• Task requirements
Word for word, reproduce every line of the data.

--- Data to use Enclosed Below ---

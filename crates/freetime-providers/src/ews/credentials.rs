//! Stored Exchange credentials.
//!
//! Basic authentication needs the password on every request, so it is kept
//! in a JSON file readable by the owner only.

use std::fmt;
use std::fs;
use std::path::Path;

use serde::{Deserialize, Serialize};
use tracing::debug;

use crate::error::{ProviderError, ProviderResult};
use crate::private_file::write_private;

/// Username, password and server saved by `freetime auth`.
#[derive(Clone, Default, Serialize, Deserialize)]
pub struct StoredCredentials {
    #[serde(default)]
    pub username: String,
    #[serde(default)]
    pub password: String,
    #[serde(default)]
    pub server: String,
}

impl fmt::Debug for StoredCredentials {
    fn fmt(&self, f: &mut fmt::Formatter<'_>) -> fmt::Result {
        f.debug_struct("StoredCredentials")
            .field("username", &self.username)
            .field("password", &"<redacted>")
            .field("server", &self.server)
            .finish()
    }
}

impl StoredCredentials {
    pub fn new(
        username: impl Into<String>,
        password: impl Into<String>,
        server: impl Into<String>,
    ) -> Self {
        Self {
            username: username.into(),
            password: password.into(),
            server: server.into(),
        }
    }

    /// Returns true if both username and password are present.
    pub fn is_complete(&self) -> bool {
        !self.username.is_empty() && !self.password.is_empty()
    }

    /// Reads credentials from `path`. A missing file yields `None`.
    pub fn load(path: &Path) -> ProviderResult<Option<Self>> {
        if !path.exists() {
            debug!("no credentials file at {:?}", path);
            return Ok(None);
        }

        let content = fs::read_to_string(path).map_err(|e| {
            ProviderError::internal(format!("failed to read credentials file: {}", e))
                .with_source(e)
        })?;
        let credentials = serde_json::from_str(&content).map_err(|e| {
            ProviderError::authentication(format!("credentials file is corrupt: {}", e))
        })?;
        Ok(Some(credentials))
    }

    /// Writes credentials to `path` with `0600` permissions.
    pub fn save(&self, path: &Path) -> ProviderResult<()> {
        let content = serde_json::to_string_pretty(self).map_err(|e| {
            ProviderError::internal(format!("failed to serialize credentials: {}", e))
        })?;
        write_private(path, content.as_bytes())?;
        debug!("saved credentials to {:?}", path);
        Ok(())
    }

    /// Returns true if complete credentials are stored at `path`.
    pub fn exists(path: &Path) -> bool {
        matches!(Self::load(path), Ok(Some(c)) if c.is_complete())
    }
}

#[cfg(test)]
mod tests {
    use super::*;

    #[test]
    fn save_and_load() {
        let dir = tempfile::tempdir().unwrap();
        let path = dir.path().join("nested").join("ews.json");

        let credentials = StoredCredentials::new("jdoe@example.com", "s3cret", "mail.example.com");
        credentials.save(&path).unwrap();

        let loaded = StoredCredentials::load(&path).unwrap().unwrap();
        assert_eq!(loaded.username, "jdoe@example.com");
        assert_eq!(loaded.password, "s3cret");
        assert_eq!(loaded.server, "mail.example.com");
        assert!(loaded.is_complete());
        assert!(StoredCredentials::exists(&path));
    }

    #[cfg(unix)]
    #[test]
    fn file_is_private() {
        use std::os::unix::fs::PermissionsExt;

        let dir = tempfile::tempdir().unwrap();
        let path = dir.path().join("ews.json");
        StoredCredentials::new("u", "p", "s").save(&path).unwrap();

        let mode = fs::metadata(&path).unwrap().permissions().mode();
        assert_eq!(mode & 0o777, 0o600);
    }

    #[test]
    fn missing_file() {
        let dir = tempfile::tempdir().unwrap();
        let path = dir.path().join("ews.json");
        assert!(StoredCredentials::load(&path).unwrap().is_none());
        assert!(!StoredCredentials::exists(&path));
    }

    #[test]
    fn incomplete_credentials_do_not_count() {
        let dir = tempfile::tempdir().unwrap();
        let path = dir.path().join("ews.json");
        fs::write(&path, r#"{"username": "jdoe", "server": "mail.example.com"}"#).unwrap();

        let loaded = StoredCredentials::load(&path).unwrap().unwrap();
        assert!(loaded.password.is_empty());
        assert!(!loaded.is_complete());
        assert!(!StoredCredentials::exists(&path));
    }

    #[test]
    fn corrupt_file_is_an_authentication_error() {
        let dir = tempfile::tempdir().unwrap();
        let path = dir.path().join("ews.json");
        fs::write(&path, "not json").unwrap();

        let err = StoredCredentials::load(&path).unwrap_err();
        assert!(err.is_authentication());
    }

    #[test]
    fn debug_hides_password() {
        let credentials = StoredCredentials::new("jdoe", "s3cret", "mail");
        let debug = format!("{:?}", credentials);
        assert!(debug.contains("jdoe"));
        assert!(!debug.contains("s3cret"));
    }
}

--- End of Enclosed Data to use ---

• Solved exercise
filename crates/freetime-providers/src/ews/credentials.rs
//! Stored Exchange credentials.
//!
//! Basic authentication needs the password on every request, so it is kept
//! in a JSON file readable by the owner only.

use std::fmt;
use std::fs;
use std::path::Path;

use serde::{Deserialize, Serialize};
use tracing::debug;

use crate::error::{ProviderError, ProviderResult};
use crate::private_file::write_private;

/// Username, password and server saved by `freetime auth`.
#[derive(Clone, Default, Serialize, Deserialize)]
pub struct StoredCredentials {
    #[serde(default)]
    pub username: String,
    #[serde(default)]
    pub password: String,
    #[serde(default)]
    pub server: String,
}

impl fmt::Debug for StoredCredentials {
    fn fmt(&self, f: &mut fmt::Formatter<'_>) -> fmt::Result {
        f.debug_struct("StoredCredentials")
            .field("username", &self.username)
            .field("password", &"<redacted>")
            .field("server", &self.server)
            .finish()
    }
}

impl StoredCredentials {
    pub fn new(
        username: impl Into<String>,
        password: impl Into<String>,
        server: impl Into<String>,
    ) -> Self {
        Self {
            username: username.into(),
            password: password.into(),
            server: server.into(),
        }
    }

    /// Returns true if both username and password are present.
    pub fn is_complete(&self) -> bool {
        !self.username.is_empty() && !self.password.is_empty()
    }

    /// Reads credentials from `path`. A missing file yields `None`.
    pub fn load(path: &Path) -> ProviderResult<Option<Self>> {
        if !path.exists() {
            debug!("no credentials file at {:?}", path);
            return Ok(None);
        }

        let content = fs::read_to_string(path).map_err(|e| {
            ProviderError::internal(format!("failed to read credentials file: {}", e))
                .with_source(e)
        })?;
        let credentials = serde_json::from_str(&content).map_err(|e| {
            ProviderError::authentication(format!("credentials file is corrupt: {}", e))
        })?;
        Ok(Some(credentials))
    }

    /// Writes credentials to `path` with `0600` permissions.
    pub fn save(&self, path: &Path) -> ProviderResult<()> {
        let content = serde_json::to_string_pretty(self).map_err(|e| {
            ProviderError::internal(format!("failed to serialize credentials: {}", e))
        })?;
        write_private(path, content.as_bytes())?;
        debug!("saved credentials to {:?}", path);
        Ok(())
    }

    /// Returns true if complete credentials are stored at `path`.
    pub fn exists(path: &Path) -> bool {
        matches!(Self::load(path), Ok(Some(c)) if c.is_complete())
    }
}

#[cfg(test)]
mod tests {
    use super::*;

    #[test]
    fn save_and_load() {
        let dir = tempfile::tempdir().unwrap();
        let path = dir.path().join("nested").join("ews.json");

        let credentials = StoredCredentials::new("jdoe@example.com", "s3cret", "mail.example.com");
        credentials.save(&path).unwrap();

        let loaded = StoredCredentials::load(&path).unwrap().unwrap();
        assert_eq!(loaded.username, "jdoe@example.com");
        assert_eq!(loaded.password, "s3cret");
        assert_eq!(loaded.server, "mail.example.com");
        assert!(loaded.is_complete());
        assert!(StoredCredentials::exists(&path));
    }

    #[cfg(unix)]
    #[test]
    fn file_is_private() {
        use std::os::unix::fs::PermissionsExt;

        let dir = tempfile::tempdir().unwrap();
        let path = dir.path().join("ews.json");
        StoredCredentials::new("u", "p", "s").save(&path).unwrap();

        let mode = fs::metadata(&path).unwrap().permissions().mode();
        assert_eq!(mode & 0o777, 0o600);
    }

    #[test]
    fn missing_file() {
        let dir = tempfile::tempdir().unwrap();
        let path = dir.path().join("ews.json");
        assert!(StoredCredentials::load(&path).unwrap().is_none());
        assert!(!StoredCredentials::exists(&path));
    }

    #[test]
    fn incomplete_credentials_do_not_count() {
        let dir = tempfile::tempdir().unwrap();
        let path = dir.path().join("ews.json");
        fs::write(&path, r#"{"username": "jdoe", "server": "mail.example.com"}"#).unwrap();

        let loaded = StoredCredentials::load(&path).unwrap().unwrap();
        assert!(loaded.password.is_empty());
        assert!(!loaded.is_complete());
        assert!(!StoredCredentials::exists(&path));
    }

    #[test]
    fn corrupt_file_is_an_authentication_error() {
        let dir = tempfile::tempdir().unwrap();
        let path = dir.path().join("ews.json");
        fs::write(&path, "not json").unwrap();

        let err = StoredCredentials::load(&path).unwrap_err();
        assert!(err.is_authentication());
    }

    #[test]
    fn debug_hides_password() {
        let credentials = StoredCredentials::new("jdoe", "s3cret", "mail");
        let debug = format!("{:?}", credentials);
        assert!(debug.contains("jdoe"));
        assert!(!debug.contains("s3cret"));
    }
}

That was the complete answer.